* _EXERCISE AIM_: Whenever a line in the entries below contains the string "Uuid", copy that line.

■ ■ ■ ■

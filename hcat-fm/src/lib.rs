//! hcat-fm library - Feedback Moderation module
//!
//! Contributors submit proposed corrections to catalog artifacts; curators
//! approve or reject each one exactly once. Approval merges the proposal
//! into the artifact in the same transaction that records the decision.

use std::sync::Arc;

use axum::extract::DefaultBodyLimit;
use axum::Router;
use hcat_common::auth::{AuthProvider, TokenAuthProvider};
use hcat_common::events::EventBus;
use sqlx::SqlitePool;
use tower_http::trace::TraceLayer;

pub mod api;
pub mod error;
pub mod merge;
pub mod moderation;
pub mod pagination;
pub mod stats;
pub mod store;
pub mod validator;

use moderation::ModerationEngine;
use stats::StatsAggregator;
use store::{ArtifactStore, FeedbackStore, SqliteStore};
use validator::SubmissionValidator;

/// Module name used in health responses, logs and config lookup
pub const MODULE_NAME: &str = "hcat-fm";

/// Default HTTP port
pub const DEFAULT_PORT: u16 = 5810;

/// Request body limit
pub const MAX_BODY_BYTES: usize = 1024 * 1024;

/// Application state shared across HTTP handlers
#[derive(Clone)]
pub struct AppState {
    pub feedback: Arc<dyn FeedbackStore>,
    pub validator: Arc<SubmissionValidator>,
    pub moderation: Arc<ModerationEngine>,
    pub stats: Arc<StatsAggregator>,
    pub auth: Arc<dyn AuthProvider>,
    pub event_bus: EventBus,
}

impl AppState {
    /// SQLite-backed state with token authentication
    pub fn new(db: SqlitePool, event_bus: EventBus) -> Self {
        let store = Arc::new(SqliteStore::new(db.clone()));
        Self::with_components(
            store.clone(),
            store,
            Arc::new(TokenAuthProvider::new(db)),
            event_bus,
        )
    }

    /// Wire the components over arbitrary store and auth implementations
    pub fn with_components(
        artifacts: Arc<dyn ArtifactStore>,
        feedback: Arc<dyn FeedbackStore>,
        auth: Arc<dyn AuthProvider>,
        event_bus: EventBus,
    ) -> Self {
        Self {
            validator: Arc::new(SubmissionValidator::new(artifacts.clone())),
            moderation: Arc::new(ModerationEngine::new(feedback.clone(), artifacts)),
            stats: Arc::new(StatsAggregator::new(feedback.clone())),
            feedback,
            auth,
            event_bus,
        }
    }
}

/// Build application router
///
/// `/health`, `/buildinfo` and `/events` are public; every other route
/// authenticates through the [`api::AuthUser`] extractor.
pub fn build_router(state: AppState) -> Router {
    use axum::routing::{get, post, put};

    let feedback = Router::new()
        .route("/feedback", post(api::submit_feedback).get(api::list_feedback))
        .route("/feedback/stats", get(api::get_stats))
        .route("/feedback/mine", get(api::list_my_feedback))
        .route("/feedback/:id", get(api::get_feedback))
        .route("/feedback/:id/review", put(api::review_feedback))
        .route("/artifacts/:id/feedback", get(api::list_artifact_feedback));

    let public = Router::new()
        .route("/buildinfo", get(api::get_build_info))
        .route("/events", get(api::event_stream))
        .merge(api::health_routes());

    Router::new()
        .merge(feedback)
        .merge(public)
        .layer(DefaultBodyLimit::max(MAX_BODY_BYTES))
        .layer(TraceLayer::new_for_http())
        .with_state(state)
}
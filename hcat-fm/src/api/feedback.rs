//! Feedback submission, review and listing endpoints

use axum::{
    extract::{
        rejection::{JsonRejection, QueryRejection},
        Path, Query, State,
    },
    http::StatusCode,
    Json,
};
use chrono::Utc;
use hcat_common::events::CatalogEvent;
use hcat_common::models::{
    Feedback, FeedbackStatus, FeedbackType, SuggestedChanges, SuggestedImage,
};
use hcat_common::Error;
use serde::{Deserialize, Serialize};
use tracing::info;
use uuid::Uuid;

use super::auth::AuthUser;
use crate::error::{ApiError, ApiResult};
use crate::moderation::{ReviewDecision, ReviewOutcome};
use crate::pagination::{calculate_pagination, PAGE_SIZE};
use crate::store::FeedbackFilter;
use crate::AppState;

/// POST /feedback body
#[derive(Debug, Deserialize)]
#[serde(rename_all = "camelCase")]
pub struct SubmitFeedbackRequest {
    pub artifact_id: String,
    pub feedback_type: String,
    #[serde(default)]
    pub suggested_changes: Option<SuggestedChanges>,
    #[serde(default)]
    pub suggested_images: Option<Vec<SuggestedImage>>,
}

/// PUT /feedback/:id/review body
#[derive(Debug, Deserialize)]
#[serde(rename_all = "camelCase")]
pub struct ReviewRequest {
    pub status: String,
    #[serde(default)]
    pub review_note: Option<String>,
}

/// Listing filters; every parameter is optional
#[derive(Debug, Default, Deserialize)]
#[serde(rename_all = "camelCase")]
pub struct ListQuery {
    pub status: Option<String>,
    #[serde(rename = "type")]
    pub feedback_type: Option<String>,
    pub artifact_id: Option<String>,
    pub page: Option<i64>,
}

#[derive(Debug, Serialize, Deserialize)]
pub struct FeedbackResponse {
    pub feedback: Feedback,
}

#[derive(Debug, Serialize, Deserialize)]
#[serde(rename_all = "camelCase")]
pub struct FeedbackListResponse {
    pub feedback: Vec<Feedback>,
    pub total: i64,
    pub page: i64,
    pub total_pages: i64,
    pub page_size: i64,
}

/// Ids that do not parse cannot name an existing record
fn parse_id(raw: &str, kind: &str) -> Result<Uuid, ApiError> {
    Uuid::parse_str(raw.trim())
        .map_err(|_| Error::NotFound(format!("{} {} not found", kind, raw)).into())
}

fn body<T>(payload: Result<Json<T>, JsonRejection>) -> Result<T, ApiError> {
    payload
        .map(|Json(body)| body)
        .map_err(|rejection| ApiError::BadRequest(rejection.body_text()))
}

impl ListQuery {
    fn into_filter(self) -> Result<(FeedbackFilter, i64), ApiError> {
        let filter = FeedbackFilter {
            status: self
                .status
                .as_deref()
                .map(str::parse::<FeedbackStatus>)
                .transpose()?,
            feedback_type: self
                .feedback_type
                .as_deref()
                .map(str::parse::<FeedbackType>)
                .transpose()?,
            artifact_id: self
                .artifact_id
                .as_deref()
                .map(|raw| {
                    Uuid::parse_str(raw.trim())
                        .map_err(|_| Error::validation("artifactId", "not a valid id"))
                })
                .transpose()?,
            user_id: None,
        };
        Ok((filter, self.page.unwrap_or(1)))
    }
}

async fn list_page(
    state: &AppState,
    filter: &FeedbackFilter,
    requested_page: i64,
) -> ApiResult<Json<FeedbackListResponse>> {
    let total = state.feedback.count_feedback(filter).await?;
    let pagination = calculate_pagination(total, requested_page);
    let feedback = state
        .feedback
        .list_feedback(filter, PAGE_SIZE, pagination.offset)
        .await?;

    Ok(Json(FeedbackListResponse {
        feedback,
        total,
        page: pagination.page,
        total_pages: pagination.total_pages,
        page_size: PAGE_SIZE,
    }))
}

/// POST /feedback
///
/// Any authenticated caller may submit; the submitter identity comes from
/// the credential.
pub async fn submit_feedback(
    State(state): State<AppState>,
    AuthUser(caller): AuthUser,
    payload: Result<Json<SubmitFeedbackRequest>, JsonRejection>,
) -> ApiResult<(StatusCode, Json<FeedbackResponse>)> {
    let request = body(payload)?;
    let artifact_id = parse_id(&request.artifact_id, "Artifact")?;

    let draft = state
        .validator
        .validate(
            artifact_id,
            &request.feedback_type,
            request.suggested_changes,
            request.suggested_images,
        )
        .await?;

    let feedback = state
        .feedback
        .insert_feedback(&draft, &caller, Utc::now())
        .await?;

    info!(
        feedback_id = %feedback.id,
        artifact_id = %feedback.artifact_id,
        feedback_type = feedback.feedback_type.as_str(),
        user_id = %caller.user_id,
        "Feedback submitted"
    );

    state.event_bus.emit_lossy(CatalogEvent::FeedbackSubmitted {
        feedback_id: feedback.id,
        artifact_id: feedback.artifact_id,
        feedback_type: feedback.feedback_type,
        timestamp: feedback.created_at,
    });

    Ok((StatusCode::CREATED, Json(FeedbackResponse { feedback })))
}

/// PUT /feedback/:id/review
pub async fn review_feedback(
    State(state): State<AppState>,
    caller: AuthUser,
    Path(id): Path<String>,
    payload: Result<Json<ReviewRequest>, JsonRejection>,
) -> ApiResult<Json<ReviewOutcome>> {
    caller.require_curator()?;
    let request = body(payload)?;
    let feedback_id = parse_id(&id, "Feedback")?;
    let decision: ReviewDecision = request.status.parse()?;

    let outcome = state
        .moderation
        .review(feedback_id, decision, &caller.0, request.review_note)
        .await?;

    state.event_bus.emit_lossy(CatalogEvent::FeedbackReviewed {
        feedback_id: outcome.feedback.id,
        artifact_id: outcome.feedback.artifact_id,
        status: outcome.feedback.status,
        artifact_updated: outcome.updated_artifact.is_some(),
        timestamp: outcome.feedback.reviewed_at.unwrap_or_else(Utc::now),
    });

    Ok(Json(outcome))
}

/// GET /feedback/:id
///
/// Visible to curators and to the submitting user.
pub async fn get_feedback(
    State(state): State<AppState>,
    AuthUser(caller): AuthUser,
    Path(id): Path<String>,
) -> ApiResult<Json<FeedbackResponse>> {
    let feedback_id = parse_id(&id, "Feedback")?;
    let feedback = state
        .feedback
        .get_feedback(feedback_id)
        .await?
        .ok_or_else(|| Error::NotFound(format!("Feedback {} not found", feedback_id)))?;

    if !caller.is_curator() && feedback.user_id != caller.user_id {
        return Err(Error::Forbidden("not your feedback".to_string()).into());
    }

    Ok(Json(FeedbackResponse { feedback }))
}

/// GET /feedback (curators)
pub async fn list_feedback(
    State(state): State<AppState>,
    caller: AuthUser,
    query: Result<Query<ListQuery>, QueryRejection>,
) -> ApiResult<Json<FeedbackListResponse>> {
    caller.require_curator()?;
    let Query(query) = query.map_err(|e| ApiError::BadRequest(e.body_text()))?;
    let (filter, page) = query.into_filter()?;

    list_page(&state, &filter, page).await
}

/// GET /feedback/mine
pub async fn list_my_feedback(
    State(state): State<AppState>,
    AuthUser(caller): AuthUser,
    query: Result<Query<ListQuery>, QueryRejection>,
) -> ApiResult<Json<FeedbackListResponse>> {
    let Query(query) = query.map_err(|e| ApiError::BadRequest(e.body_text()))?;
    let (mut filter, page) = query.into_filter()?;
    filter.user_id = Some(caller.user_id);

    list_page(&state, &filter, page).await
}

/// GET /artifacts/:id/feedback (curators)
pub async fn list_artifact_feedback(
    State(state): State<AppState>,
    caller: AuthUser,
    Path(id): Path<String>,
    query: Result<Query<ListQuery>, QueryRejection>,
) -> ApiResult<Json<FeedbackListResponse>> {
    caller.require_curator()?;
    let artifact_id = parse_id(&id, "Artifact")?;
    let Query(query) = query.map_err(|e| ApiError::BadRequest(e.body_text()))?;
    let (mut filter, page) = query.into_filter()?;
    filter.artifact_id = Some(artifact_id);

    list_page(&state, &filter, page).await
}
//! # Heritage Catalog Common Library
//!
//! Shared code for the catalog microservices:
//! - Domain models (artifacts, feedback, identities)
//! - Error taxonomy
//! - Configuration loading and root folder resolution
//! - Database schema and initialization
//! - Bearer-token authentication
//! - Event bus and SSE streaming

pub mod auth;
pub mod config;
pub mod db;
pub mod error;
pub mod events;
pub mod models;
pub mod sse;
pub mod time;

pub use error::{Error, Result};
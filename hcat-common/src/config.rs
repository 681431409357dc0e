//! Configuration loading and root folder resolution
//!
//! Resolution priority for every setting:
//! 1. Command-line argument (handled by each binary)
//! 2. Environment variable
//! 3. TOML config file (`~/.config/hcat/<module>.toml`, then `/etc/hcat/<module>.toml`)
//! 4. Compiled default
//!
//! A missing or unreadable config file never stops startup: it is logged
//! and the compiled defaults are used.

use crate::{Error, Result};
use serde::{Deserialize, Serialize};
use std::path::{Path, PathBuf};
use tracing::{debug, warn};

/// Database file name inside the root folder
pub const DATABASE_FILE: &str = "hcat.db";

/// Compiled default values used when nothing else is configured
#[derive(Debug, Clone, PartialEq)]
pub struct CompiledDefaults {
    pub root_folder: PathBuf,
    pub log_level: String,
    pub bind_address: String,
    pub event_capacity: usize,
}

impl CompiledDefaults {
    pub fn for_current_platform() -> Self {
        let root_folder = dirs::data_local_dir()
            .map(|d| d.join("hcat"))
            .unwrap_or_else(|| PathBuf::from("./hcat_data"));

        Self {
            root_folder,
            log_level: "info".to_string(),
            bind_address: "127.0.0.1".to_string(),
            event_capacity: 256,
        }
    }
}

/// `[logging]` table
#[derive(Debug, Clone, PartialEq, Serialize, Deserialize)]
pub struct LoggingConfig {
    #[serde(default = "default_log_level")]
    pub level: String,
}

fn default_log_level() -> String {
    "info".to_string()
}

impl Default for LoggingConfig {
    fn default() -> Self {
        Self {
            level: default_log_level(),
        }
    }
}

/// Per-module TOML configuration file contents
#[derive(Debug, Clone, Default, PartialEq, Serialize, Deserialize)]
pub struct TomlConfig {
    #[serde(default, skip_serializing_if = "Option::is_none")]
    pub root_folder: Option<PathBuf>,
    #[serde(default, skip_serializing_if = "Option::is_none")]
    pub bind_address: Option<String>,
    #[serde(default, skip_serializing_if = "Option::is_none")]
    pub port: Option<u16>,
    #[serde(default, skip_serializing_if = "Option::is_none")]
    pub event_capacity: Option<usize>,
    #[serde(default)]
    pub logging: LoggingConfig,
}

impl TomlConfig {
    /// Parse a config file
    pub fn from_file(path: &Path) -> Result<Self> {
        let content = std::fs::read_to_string(path)?;
        toml::from_str(&content)
            .map_err(|e| Error::Config(format!("Failed to parse {}: {}", path.display(), e)))
    }

    /// Load the module's config file, falling back to defaults
    pub fn load_for_module(module_name: &str) -> Self {
        let Some(path) = config_file_path(module_name) else {
            debug!("No config file found for {}, using defaults", module_name);
            return Self::default();
        };

        match Self::from_file(&path) {
            Ok(config) => {
                debug!("Loaded config from {}", path.display());
                config
            }
            Err(e) => {
                warn!("Ignoring config file {}: {}", path.display(), e);
                Self::default()
            }
        }
    }
}

/// Locate the TOML config file for a module, if one exists
pub fn config_file_path(module_name: &str) -> Option<PathBuf> {
    let file_name = format!("{}.toml", module_name);

    let user_config = dirs::config_dir().map(|d| d.join("hcat").join(&file_name));
    if let Some(path) = user_config {
        if path.exists() {
            return Some(path);
        }
    }

    let system_config = PathBuf::from("/etc/hcat").join(&file_name);
    system_config.exists().then_some(system_config)
}

/// Resolves the root folder (database location) for a module
pub struct RootFolderResolver {
    module_name: String,
}

impl RootFolderResolver {
    pub fn new(module_name: impl Into<String>) -> Self {
        Self {
            module_name: module_name.into(),
        }
    }

    /// Resolve using ENV → TOML → compiled default
    ///
    /// `HCAT_ROOT_FOLDER` takes precedence over `HCAT_ROOT`.
    pub fn resolve(&self) -> PathBuf {
        for var in ["HCAT_ROOT_FOLDER", "HCAT_ROOT"] {
            if let Ok(path) = std::env::var(var) {
                if !path.trim().is_empty() {
                    return PathBuf::from(path);
                }
            }
        }

        if let Some(root) = TomlConfig::load_for_module(&self.module_name).root_folder {
            return root;
        }

        CompiledDefaults::for_current_platform().root_folder
    }
}

/// Creates the root folder and derives paths inside it
pub struct RootFolderInitializer {
    root_folder: PathBuf,
}

impl RootFolderInitializer {
    pub fn new(root_folder: PathBuf) -> Self {
        Self { root_folder }
    }

    /// Create the root folder (and parents). Idempotent.
    pub fn ensure_directory_exists(&self) -> Result<()> {
        std::fs::create_dir_all(&self.root_folder)?;
        Ok(())
    }

    pub fn database_path(&self) -> PathBuf {
        self.root_folder.join(DATABASE_FILE)
    }

    pub fn database_exists(&self) -> bool {
        self.database_path().exists()
    }
}
//! Merge of approved proposals into artifacts
//!
//! Everything here is pure: no clock, no store, no randomness. The same
//! artifact and proposal always produce the same result.
//!
//! Field policy: name, description, category and location are replaced only
//! when the proposal carries a non-blank value. A non-empty tag list replaces
//! the artifact's tags wholesale. `additionalInfo` is never merged.
//!
//! Image policy: proposed images are appended as non-primary. When the
//! artifact has no primary image the first appended one is promoted and
//! `imageUrl` points at it; an existing primary is never replaced.

use hcat_common::models::{Artifact, ArtifactImage, Category, SuggestedChanges, SuggestedImage};
use hcat_common::{Error, Result};

/// Validated, typed form of an approved proposal
///
/// `None` slots leave the artifact's field unchanged.
#[derive(Debug, Clone, Default, PartialEq, Eq)]
pub struct ArtifactPatch {
    pub name: Option<String>,
    pub description: Option<String>,
    pub category: Option<Category>,
    pub tags: Option<Vec<String>>,
    pub location: Option<String>,
    pub new_images: Vec<SuggestedImage>,
}

impl ArtifactPatch {
    pub fn is_empty(&self) -> bool {
        self.name.is_none()
            && self.description.is_none()
            && self.category.is_none()
            && self.tags.is_none()
            && self.location.is_none()
            && self.new_images.is_empty()
    }
}

/// Build the patch for a proposal, validating every value it would write
pub fn plan(changes: &SuggestedChanges, images: &[SuggestedImage]) -> Result<ArtifactPatch> {
    let changes = changes.clone().normalized();

    let category = changes
        .category
        .as_deref()
        .map(str::parse::<Category>)
        .transpose()?;

    let new_images = images
        .iter()
        .enumerate()
        .map(|(index, image)| {
            let url = image.url.trim();
            if url.is_empty() {
                return Err(Error::validation(
                    format!("suggestedImages[{}].url", index),
                    "image url must not be empty",
                ));
            }
            Ok(SuggestedImage {
                url: url.to_string(),
                public_id: image
                    .public_id
                    .as_deref()
                    .map(str::trim)
                    .filter(|id| !id.is_empty())
                    .map(str::to_string),
            })
        })
        .collect::<Result<Vec<_>>>()?;

    Ok(ArtifactPatch {
        name: changes.name,
        description: changes.description,
        category,
        tags: changes.tags,
        location: changes.location,
        new_images,
    })
}

/// Apply a planned patch to an artifact
pub fn apply_patch(artifact: &Artifact, patch: &ArtifactPatch) -> Result<Artifact> {
    let mut patched = artifact.clone();

    if let Some(name) = &patch.name {
        patched.name = name.clone();
    }
    if let Some(description) = &patch.description {
        patched.description = description.clone();
    }
    if let Some(category) = patch.category {
        patched.category = category;
    }
    if let Some(tags) = &patch.tags {
        patched.tags = tags.clone();
    }
    if let Some(location) = &patch.location {
        patched.location = Some(location.clone());
    }

    let promote = !artifact.has_primary();
    for (index, image) in patch.new_images.iter().enumerate() {
        let is_primary = promote && index == 0;
        if is_primary {
            patched.image_url = Some(image.url.clone());
        }
        patched.images.push(ArtifactImage {
            url: image.url.clone(),
            public_id: image.public_id.clone(),
            is_primary,
        });
    }

    check_invariants(&patched)?;
    Ok(patched)
}

/// `plan` followed by `apply_patch`
pub fn apply(
    artifact: &Artifact,
    changes: &SuggestedChanges,
    images: &[SuggestedImage],
) -> Result<Artifact> {
    apply_patch(artifact, &plan(changes, images)?)
}

/// At most one primary image
pub fn check_invariants(artifact: &Artifact) -> Result<()> {
    let primaries = artifact.images.iter().filter(|img| img.is_primary).count();
    if primaries > 1 {
        return Err(Error::validation(
            "images",
            format!("artifact would have {} primary images", primaries),
        ));
    }
    Ok(())
}
//! Build script for hcat-fm
//!
//! Captures build identification at compile time: short git hash, build
//! timestamp and build profile, exposed as GIT_HASH, BUILD_TIMESTAMP and
//! BUILD_PROFILE.

use std::process::Command;

fn main() {
    let git_hash = Command::new("git")
        .args(["rev-parse", "--short=8", "HEAD"])
        .output()
        .ok()
        .filter(|output| output.status.success())
        .and_then(|output| String::from_utf8(output.stdout).ok())
        .map(|s| s.trim().to_string())
        .unwrap_or_else(|| "unknown".to_string());

    // ISO 8601 with local offset, e.g. 2025-10-26T14:30:45-05:00
    let build_timestamp = chrono::Local::now().to_rfc3339_opts(chrono::SecondsFormat::Secs, false);

    let profile = std::env::var("PROFILE").unwrap_or_else(|_| "unknown".to_string());

    println!("cargo:rustc-env=GIT_HASH={}", git_hash);
    println!("cargo:rustc-env=BUILD_TIMESTAMP={}", build_timestamp);
    println!("cargo:rustc-env=BUILD_PROFILE={}", profile);

    // No rerun-if-changed directives: rerun every build to refresh the stamp
}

■ ■ ■ ■

* _THE COMPLETED TASK_:
use uuid::Uuid;
fn parse_id(raw: &str, kind: &str) -> Result<Uuid, ApiError> {
    Uuid::parse_str(raw.trim())
                    Uuid::parse_str(raw.trim())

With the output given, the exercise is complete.